Source data Block Start
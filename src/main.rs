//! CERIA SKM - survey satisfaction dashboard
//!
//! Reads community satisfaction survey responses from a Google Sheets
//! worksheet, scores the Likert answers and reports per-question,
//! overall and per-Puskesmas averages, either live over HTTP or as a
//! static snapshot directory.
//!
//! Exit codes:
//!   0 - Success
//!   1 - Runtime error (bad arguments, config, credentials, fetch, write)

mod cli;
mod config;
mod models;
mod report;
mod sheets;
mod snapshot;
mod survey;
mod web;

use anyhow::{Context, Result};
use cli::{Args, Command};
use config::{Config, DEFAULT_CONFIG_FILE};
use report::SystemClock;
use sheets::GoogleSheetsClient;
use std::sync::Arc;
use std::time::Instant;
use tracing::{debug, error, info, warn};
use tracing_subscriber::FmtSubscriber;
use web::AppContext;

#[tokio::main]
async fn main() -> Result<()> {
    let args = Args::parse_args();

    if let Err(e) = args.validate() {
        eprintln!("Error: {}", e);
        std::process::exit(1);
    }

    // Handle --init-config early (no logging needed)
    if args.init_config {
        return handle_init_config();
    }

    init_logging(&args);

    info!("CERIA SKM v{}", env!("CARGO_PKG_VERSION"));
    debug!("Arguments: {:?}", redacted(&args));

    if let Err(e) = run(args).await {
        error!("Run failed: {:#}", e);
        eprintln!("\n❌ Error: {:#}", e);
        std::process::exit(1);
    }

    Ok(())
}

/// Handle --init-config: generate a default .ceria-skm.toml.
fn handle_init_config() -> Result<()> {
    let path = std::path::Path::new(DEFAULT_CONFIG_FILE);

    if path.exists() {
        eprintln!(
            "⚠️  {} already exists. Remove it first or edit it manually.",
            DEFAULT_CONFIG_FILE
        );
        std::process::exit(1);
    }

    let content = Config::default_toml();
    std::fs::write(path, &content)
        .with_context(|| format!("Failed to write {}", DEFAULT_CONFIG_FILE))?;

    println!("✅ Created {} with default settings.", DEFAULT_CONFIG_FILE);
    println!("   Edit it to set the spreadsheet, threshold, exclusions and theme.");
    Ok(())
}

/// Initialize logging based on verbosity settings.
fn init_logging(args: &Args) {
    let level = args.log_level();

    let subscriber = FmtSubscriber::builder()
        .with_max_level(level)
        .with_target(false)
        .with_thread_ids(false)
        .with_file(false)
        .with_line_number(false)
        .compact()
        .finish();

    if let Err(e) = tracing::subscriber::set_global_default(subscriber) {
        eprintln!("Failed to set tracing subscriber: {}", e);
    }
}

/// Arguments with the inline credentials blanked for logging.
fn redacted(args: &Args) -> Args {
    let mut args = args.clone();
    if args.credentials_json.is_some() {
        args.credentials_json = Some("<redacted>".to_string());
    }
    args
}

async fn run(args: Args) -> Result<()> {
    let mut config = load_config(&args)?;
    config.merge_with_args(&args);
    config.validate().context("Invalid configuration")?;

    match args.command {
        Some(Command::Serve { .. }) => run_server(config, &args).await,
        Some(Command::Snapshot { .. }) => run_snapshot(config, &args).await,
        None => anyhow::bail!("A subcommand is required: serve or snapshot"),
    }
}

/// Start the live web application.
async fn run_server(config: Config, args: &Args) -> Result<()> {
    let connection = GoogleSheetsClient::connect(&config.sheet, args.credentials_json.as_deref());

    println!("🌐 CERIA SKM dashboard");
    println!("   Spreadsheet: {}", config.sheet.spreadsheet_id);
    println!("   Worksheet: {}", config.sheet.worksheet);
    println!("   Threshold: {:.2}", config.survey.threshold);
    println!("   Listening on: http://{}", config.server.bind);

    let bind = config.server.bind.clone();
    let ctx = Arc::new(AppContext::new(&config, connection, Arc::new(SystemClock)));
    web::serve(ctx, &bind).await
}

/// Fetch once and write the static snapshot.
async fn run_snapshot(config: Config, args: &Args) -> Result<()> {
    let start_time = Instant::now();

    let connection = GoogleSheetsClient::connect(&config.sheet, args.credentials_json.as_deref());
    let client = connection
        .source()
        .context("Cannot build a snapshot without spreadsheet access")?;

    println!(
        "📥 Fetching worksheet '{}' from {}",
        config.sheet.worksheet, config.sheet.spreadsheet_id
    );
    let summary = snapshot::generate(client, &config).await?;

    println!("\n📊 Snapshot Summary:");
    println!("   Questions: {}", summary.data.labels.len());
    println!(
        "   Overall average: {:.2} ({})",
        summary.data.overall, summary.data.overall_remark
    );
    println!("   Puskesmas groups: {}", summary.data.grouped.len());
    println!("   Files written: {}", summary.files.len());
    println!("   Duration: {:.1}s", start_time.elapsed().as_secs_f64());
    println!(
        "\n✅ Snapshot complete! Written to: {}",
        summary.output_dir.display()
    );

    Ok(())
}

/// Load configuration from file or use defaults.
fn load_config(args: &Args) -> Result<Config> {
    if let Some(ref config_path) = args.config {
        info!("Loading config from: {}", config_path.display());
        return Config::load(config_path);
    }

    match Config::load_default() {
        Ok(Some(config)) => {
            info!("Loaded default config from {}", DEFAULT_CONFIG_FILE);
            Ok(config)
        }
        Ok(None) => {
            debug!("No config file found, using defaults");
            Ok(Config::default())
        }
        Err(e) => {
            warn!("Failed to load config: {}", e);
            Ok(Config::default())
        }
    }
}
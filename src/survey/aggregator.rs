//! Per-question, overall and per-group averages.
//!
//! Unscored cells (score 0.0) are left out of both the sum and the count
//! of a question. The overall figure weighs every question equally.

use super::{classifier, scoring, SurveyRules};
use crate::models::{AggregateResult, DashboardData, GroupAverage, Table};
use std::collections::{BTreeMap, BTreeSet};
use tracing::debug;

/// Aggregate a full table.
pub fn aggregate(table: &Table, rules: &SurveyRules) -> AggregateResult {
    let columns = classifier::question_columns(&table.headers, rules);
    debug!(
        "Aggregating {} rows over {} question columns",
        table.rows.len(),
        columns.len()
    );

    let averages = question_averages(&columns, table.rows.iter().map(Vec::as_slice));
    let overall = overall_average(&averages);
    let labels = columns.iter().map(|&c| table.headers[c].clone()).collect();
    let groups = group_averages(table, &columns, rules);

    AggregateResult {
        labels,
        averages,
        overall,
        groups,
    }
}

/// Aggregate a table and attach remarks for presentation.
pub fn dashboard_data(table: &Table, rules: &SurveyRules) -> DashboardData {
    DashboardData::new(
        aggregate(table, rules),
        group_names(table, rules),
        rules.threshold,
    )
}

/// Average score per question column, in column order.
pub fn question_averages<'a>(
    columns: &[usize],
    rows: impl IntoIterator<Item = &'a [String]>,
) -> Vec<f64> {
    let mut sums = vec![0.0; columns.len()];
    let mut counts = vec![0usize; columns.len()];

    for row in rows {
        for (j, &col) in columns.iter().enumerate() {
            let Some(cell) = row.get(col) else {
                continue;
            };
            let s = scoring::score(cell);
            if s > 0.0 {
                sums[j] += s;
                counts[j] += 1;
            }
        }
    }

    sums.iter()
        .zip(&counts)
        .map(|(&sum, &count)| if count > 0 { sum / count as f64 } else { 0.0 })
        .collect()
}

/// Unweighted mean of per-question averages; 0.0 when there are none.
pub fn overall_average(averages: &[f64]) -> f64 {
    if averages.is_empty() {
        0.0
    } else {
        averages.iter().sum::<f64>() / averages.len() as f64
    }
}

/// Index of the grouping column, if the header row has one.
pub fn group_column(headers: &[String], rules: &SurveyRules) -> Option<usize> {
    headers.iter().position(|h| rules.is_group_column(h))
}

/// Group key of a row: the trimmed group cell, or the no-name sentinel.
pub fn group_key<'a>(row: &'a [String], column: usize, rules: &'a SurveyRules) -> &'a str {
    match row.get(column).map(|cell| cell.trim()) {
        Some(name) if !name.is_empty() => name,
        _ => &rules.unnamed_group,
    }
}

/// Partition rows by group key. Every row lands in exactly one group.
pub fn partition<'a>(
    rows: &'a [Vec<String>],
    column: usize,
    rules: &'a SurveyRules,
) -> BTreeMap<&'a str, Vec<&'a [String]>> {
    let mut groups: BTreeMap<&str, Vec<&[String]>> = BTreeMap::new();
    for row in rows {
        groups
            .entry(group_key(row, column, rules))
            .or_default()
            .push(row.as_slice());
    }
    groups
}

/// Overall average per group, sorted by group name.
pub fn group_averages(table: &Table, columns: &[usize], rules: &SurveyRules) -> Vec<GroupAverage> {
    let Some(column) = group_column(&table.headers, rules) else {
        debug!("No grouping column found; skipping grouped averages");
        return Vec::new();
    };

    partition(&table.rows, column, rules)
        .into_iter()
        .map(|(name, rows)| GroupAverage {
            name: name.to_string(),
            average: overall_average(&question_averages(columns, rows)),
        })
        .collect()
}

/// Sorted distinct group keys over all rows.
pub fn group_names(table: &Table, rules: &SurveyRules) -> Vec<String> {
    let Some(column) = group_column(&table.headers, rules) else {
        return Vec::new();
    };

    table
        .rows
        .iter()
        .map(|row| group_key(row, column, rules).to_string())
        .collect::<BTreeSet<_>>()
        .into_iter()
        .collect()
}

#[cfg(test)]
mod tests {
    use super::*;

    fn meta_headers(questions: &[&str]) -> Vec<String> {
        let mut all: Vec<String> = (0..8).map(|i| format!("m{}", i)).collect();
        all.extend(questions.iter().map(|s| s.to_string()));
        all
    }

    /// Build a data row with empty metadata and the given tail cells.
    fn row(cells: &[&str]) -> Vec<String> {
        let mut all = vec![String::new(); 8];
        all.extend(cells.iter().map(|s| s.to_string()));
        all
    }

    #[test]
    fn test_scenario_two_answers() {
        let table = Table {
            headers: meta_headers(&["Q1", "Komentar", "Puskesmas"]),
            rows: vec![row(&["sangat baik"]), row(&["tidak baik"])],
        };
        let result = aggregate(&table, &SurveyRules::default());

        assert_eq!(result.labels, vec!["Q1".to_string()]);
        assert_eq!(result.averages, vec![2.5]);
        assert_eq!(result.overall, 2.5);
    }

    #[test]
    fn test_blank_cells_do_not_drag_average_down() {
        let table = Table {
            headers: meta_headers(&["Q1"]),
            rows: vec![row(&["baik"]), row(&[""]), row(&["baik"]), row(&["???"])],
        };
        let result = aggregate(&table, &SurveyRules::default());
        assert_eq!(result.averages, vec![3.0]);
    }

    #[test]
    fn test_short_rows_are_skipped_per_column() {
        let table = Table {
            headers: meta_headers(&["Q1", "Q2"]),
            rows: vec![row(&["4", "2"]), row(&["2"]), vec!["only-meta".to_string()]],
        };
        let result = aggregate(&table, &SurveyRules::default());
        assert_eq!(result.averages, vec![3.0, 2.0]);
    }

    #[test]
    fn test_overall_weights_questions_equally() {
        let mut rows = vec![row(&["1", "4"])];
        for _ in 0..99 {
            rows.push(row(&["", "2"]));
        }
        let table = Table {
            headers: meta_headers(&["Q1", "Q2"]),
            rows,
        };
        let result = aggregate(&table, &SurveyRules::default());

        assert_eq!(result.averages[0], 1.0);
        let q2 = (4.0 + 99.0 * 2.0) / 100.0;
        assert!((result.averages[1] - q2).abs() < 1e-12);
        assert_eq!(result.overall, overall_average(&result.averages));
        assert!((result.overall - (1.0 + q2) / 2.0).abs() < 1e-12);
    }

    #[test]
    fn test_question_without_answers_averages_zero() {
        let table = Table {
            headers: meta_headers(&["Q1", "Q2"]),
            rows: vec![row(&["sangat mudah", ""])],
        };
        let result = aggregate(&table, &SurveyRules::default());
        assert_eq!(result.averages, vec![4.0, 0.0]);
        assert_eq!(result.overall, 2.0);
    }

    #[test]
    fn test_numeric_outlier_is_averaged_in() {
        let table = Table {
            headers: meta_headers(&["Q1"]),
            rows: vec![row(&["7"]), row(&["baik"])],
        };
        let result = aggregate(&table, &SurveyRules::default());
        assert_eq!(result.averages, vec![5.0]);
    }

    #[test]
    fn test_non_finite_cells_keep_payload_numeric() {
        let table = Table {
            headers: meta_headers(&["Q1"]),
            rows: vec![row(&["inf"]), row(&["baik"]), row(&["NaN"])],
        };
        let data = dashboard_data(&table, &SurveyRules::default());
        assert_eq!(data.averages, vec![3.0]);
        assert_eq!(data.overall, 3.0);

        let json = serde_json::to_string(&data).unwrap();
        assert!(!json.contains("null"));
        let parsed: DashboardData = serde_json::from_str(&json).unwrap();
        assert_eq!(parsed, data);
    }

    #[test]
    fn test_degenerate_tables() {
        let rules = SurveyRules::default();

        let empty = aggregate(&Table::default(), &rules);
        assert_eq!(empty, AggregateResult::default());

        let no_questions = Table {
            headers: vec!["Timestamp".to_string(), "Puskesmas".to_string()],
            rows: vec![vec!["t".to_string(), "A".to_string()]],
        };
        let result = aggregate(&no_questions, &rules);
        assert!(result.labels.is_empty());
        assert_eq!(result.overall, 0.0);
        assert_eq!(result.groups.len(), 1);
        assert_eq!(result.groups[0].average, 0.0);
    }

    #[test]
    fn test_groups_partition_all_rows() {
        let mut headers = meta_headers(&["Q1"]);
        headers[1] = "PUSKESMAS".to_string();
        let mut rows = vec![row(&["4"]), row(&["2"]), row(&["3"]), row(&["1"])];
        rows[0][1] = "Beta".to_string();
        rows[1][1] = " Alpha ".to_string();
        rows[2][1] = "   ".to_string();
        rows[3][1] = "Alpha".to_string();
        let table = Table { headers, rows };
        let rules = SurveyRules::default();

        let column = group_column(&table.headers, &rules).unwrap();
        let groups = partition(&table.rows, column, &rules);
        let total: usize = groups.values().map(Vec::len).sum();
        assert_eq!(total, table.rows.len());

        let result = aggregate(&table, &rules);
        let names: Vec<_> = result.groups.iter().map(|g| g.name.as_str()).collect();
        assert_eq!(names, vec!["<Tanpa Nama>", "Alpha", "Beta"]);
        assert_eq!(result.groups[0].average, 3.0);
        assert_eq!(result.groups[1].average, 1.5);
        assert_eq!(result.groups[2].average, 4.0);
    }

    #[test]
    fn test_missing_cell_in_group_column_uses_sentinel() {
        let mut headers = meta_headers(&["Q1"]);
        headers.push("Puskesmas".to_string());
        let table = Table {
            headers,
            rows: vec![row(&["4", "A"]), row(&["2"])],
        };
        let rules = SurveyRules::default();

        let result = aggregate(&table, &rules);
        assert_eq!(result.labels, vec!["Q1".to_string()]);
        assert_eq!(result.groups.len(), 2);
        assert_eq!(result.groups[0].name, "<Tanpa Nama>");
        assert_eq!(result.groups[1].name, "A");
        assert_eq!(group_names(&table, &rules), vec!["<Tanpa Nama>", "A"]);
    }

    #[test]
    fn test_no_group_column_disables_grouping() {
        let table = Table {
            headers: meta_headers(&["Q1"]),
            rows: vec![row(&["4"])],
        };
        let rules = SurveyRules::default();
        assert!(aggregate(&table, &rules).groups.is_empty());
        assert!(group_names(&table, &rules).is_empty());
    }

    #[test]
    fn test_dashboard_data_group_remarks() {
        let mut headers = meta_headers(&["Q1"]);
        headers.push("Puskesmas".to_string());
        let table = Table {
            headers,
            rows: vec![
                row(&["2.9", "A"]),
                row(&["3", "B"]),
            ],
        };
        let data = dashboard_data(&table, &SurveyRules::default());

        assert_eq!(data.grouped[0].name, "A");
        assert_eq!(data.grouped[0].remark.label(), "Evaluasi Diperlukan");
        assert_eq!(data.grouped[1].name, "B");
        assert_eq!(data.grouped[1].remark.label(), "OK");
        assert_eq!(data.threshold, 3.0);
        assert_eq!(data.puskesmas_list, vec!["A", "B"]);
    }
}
Source data Block End
Source data Block Start
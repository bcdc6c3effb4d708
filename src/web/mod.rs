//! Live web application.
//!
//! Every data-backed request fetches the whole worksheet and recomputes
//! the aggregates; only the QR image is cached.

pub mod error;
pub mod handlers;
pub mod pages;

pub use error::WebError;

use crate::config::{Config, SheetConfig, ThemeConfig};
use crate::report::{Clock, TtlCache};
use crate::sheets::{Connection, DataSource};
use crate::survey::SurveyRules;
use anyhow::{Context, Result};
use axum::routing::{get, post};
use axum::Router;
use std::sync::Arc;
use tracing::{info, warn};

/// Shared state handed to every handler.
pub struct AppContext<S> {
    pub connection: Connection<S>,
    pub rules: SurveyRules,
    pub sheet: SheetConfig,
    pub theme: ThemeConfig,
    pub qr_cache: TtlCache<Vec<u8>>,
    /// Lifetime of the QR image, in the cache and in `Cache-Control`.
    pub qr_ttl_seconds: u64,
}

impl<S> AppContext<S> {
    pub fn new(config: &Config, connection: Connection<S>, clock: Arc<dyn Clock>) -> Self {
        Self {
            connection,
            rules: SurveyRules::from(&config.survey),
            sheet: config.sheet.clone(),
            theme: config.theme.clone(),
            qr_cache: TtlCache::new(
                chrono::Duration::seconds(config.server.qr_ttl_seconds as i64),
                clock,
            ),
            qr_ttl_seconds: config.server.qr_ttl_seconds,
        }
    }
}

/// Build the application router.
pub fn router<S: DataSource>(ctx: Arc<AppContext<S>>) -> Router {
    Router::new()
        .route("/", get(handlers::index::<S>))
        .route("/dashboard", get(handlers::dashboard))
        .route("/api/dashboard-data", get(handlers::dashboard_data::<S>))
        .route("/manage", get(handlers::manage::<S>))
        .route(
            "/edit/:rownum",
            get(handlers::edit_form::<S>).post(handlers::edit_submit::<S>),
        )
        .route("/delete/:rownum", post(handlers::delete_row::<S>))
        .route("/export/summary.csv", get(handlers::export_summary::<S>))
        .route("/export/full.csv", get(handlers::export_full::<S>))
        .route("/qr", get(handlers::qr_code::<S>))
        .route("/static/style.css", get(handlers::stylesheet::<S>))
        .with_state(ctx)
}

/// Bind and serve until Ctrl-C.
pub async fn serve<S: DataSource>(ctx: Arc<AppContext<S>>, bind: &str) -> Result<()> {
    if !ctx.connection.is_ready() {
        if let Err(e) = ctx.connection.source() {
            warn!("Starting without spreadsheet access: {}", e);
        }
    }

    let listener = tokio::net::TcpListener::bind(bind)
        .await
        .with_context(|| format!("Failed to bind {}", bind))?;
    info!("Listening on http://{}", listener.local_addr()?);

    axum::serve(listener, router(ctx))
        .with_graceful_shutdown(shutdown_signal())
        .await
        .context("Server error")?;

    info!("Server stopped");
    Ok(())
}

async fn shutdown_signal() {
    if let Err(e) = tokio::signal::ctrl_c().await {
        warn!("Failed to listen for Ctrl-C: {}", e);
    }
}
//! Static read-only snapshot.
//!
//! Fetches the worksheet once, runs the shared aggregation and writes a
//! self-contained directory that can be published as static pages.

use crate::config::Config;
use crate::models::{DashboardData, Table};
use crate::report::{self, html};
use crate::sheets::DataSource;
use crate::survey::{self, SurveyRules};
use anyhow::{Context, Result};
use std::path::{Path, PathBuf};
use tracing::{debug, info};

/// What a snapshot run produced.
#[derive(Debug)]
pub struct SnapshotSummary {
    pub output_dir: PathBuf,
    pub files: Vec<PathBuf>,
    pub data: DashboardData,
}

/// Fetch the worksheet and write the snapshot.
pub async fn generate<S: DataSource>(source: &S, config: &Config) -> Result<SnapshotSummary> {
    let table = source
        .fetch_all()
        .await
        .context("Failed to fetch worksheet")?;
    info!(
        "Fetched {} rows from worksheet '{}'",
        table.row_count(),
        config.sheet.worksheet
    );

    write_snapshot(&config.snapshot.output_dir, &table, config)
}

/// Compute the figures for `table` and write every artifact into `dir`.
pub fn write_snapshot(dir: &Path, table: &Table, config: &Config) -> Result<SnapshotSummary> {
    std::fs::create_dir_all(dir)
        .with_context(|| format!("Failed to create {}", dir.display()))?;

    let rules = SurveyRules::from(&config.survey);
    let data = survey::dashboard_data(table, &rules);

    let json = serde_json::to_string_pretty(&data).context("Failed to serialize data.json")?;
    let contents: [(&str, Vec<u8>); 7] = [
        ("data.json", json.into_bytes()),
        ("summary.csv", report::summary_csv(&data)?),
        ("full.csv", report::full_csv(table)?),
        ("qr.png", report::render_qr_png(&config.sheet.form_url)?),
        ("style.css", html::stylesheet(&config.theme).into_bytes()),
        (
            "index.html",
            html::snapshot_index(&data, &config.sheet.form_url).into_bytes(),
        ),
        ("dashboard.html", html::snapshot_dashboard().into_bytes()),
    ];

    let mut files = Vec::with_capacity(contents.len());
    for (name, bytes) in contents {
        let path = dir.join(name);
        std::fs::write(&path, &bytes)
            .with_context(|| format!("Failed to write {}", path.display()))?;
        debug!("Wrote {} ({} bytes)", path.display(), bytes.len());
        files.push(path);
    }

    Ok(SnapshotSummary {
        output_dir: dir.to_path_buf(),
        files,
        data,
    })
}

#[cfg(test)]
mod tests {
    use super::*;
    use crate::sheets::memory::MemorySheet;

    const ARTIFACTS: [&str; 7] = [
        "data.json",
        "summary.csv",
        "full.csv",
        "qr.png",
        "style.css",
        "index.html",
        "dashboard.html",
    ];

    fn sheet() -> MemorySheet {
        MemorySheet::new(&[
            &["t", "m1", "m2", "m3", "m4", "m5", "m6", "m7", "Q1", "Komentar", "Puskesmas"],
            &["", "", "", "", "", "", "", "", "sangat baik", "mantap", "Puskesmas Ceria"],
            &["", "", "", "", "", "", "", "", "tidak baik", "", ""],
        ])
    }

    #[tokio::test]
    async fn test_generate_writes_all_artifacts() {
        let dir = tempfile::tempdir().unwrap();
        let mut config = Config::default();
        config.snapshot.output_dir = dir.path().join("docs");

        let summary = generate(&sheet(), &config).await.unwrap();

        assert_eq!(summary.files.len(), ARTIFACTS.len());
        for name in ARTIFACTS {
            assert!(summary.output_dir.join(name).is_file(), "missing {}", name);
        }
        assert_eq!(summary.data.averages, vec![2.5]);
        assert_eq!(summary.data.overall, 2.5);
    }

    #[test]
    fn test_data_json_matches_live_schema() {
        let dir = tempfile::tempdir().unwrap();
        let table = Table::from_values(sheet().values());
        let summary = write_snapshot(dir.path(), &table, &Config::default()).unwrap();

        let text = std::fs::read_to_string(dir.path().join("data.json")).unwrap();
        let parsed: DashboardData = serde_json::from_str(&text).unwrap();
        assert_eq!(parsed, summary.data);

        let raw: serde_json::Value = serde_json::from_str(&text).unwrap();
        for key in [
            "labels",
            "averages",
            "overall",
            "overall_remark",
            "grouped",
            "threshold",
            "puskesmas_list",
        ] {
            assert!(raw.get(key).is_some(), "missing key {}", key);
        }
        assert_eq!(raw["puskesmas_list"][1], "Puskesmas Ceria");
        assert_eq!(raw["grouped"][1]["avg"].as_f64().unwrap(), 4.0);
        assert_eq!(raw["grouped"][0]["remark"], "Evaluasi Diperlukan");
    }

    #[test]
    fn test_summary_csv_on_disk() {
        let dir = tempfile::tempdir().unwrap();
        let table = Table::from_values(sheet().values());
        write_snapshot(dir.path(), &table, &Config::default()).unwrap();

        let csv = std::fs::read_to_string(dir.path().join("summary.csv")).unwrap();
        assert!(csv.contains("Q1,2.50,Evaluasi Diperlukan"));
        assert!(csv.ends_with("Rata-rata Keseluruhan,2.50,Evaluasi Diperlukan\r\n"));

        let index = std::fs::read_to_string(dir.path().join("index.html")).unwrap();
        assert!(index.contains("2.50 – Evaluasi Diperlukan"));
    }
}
Source data Block End
### [Your assignment]
Copy every line of the listing where the word "sangat" appears.

### [Worked solution]
            rows: vec![row(&["sangat baik"]), row(&["tidak baik"])],
            rows: vec![row(&["sangat mudah", ""])],
            &["", "", "", "", "", "", "", "", "sangat baik", "mantap", "Puskesmas Ceria"],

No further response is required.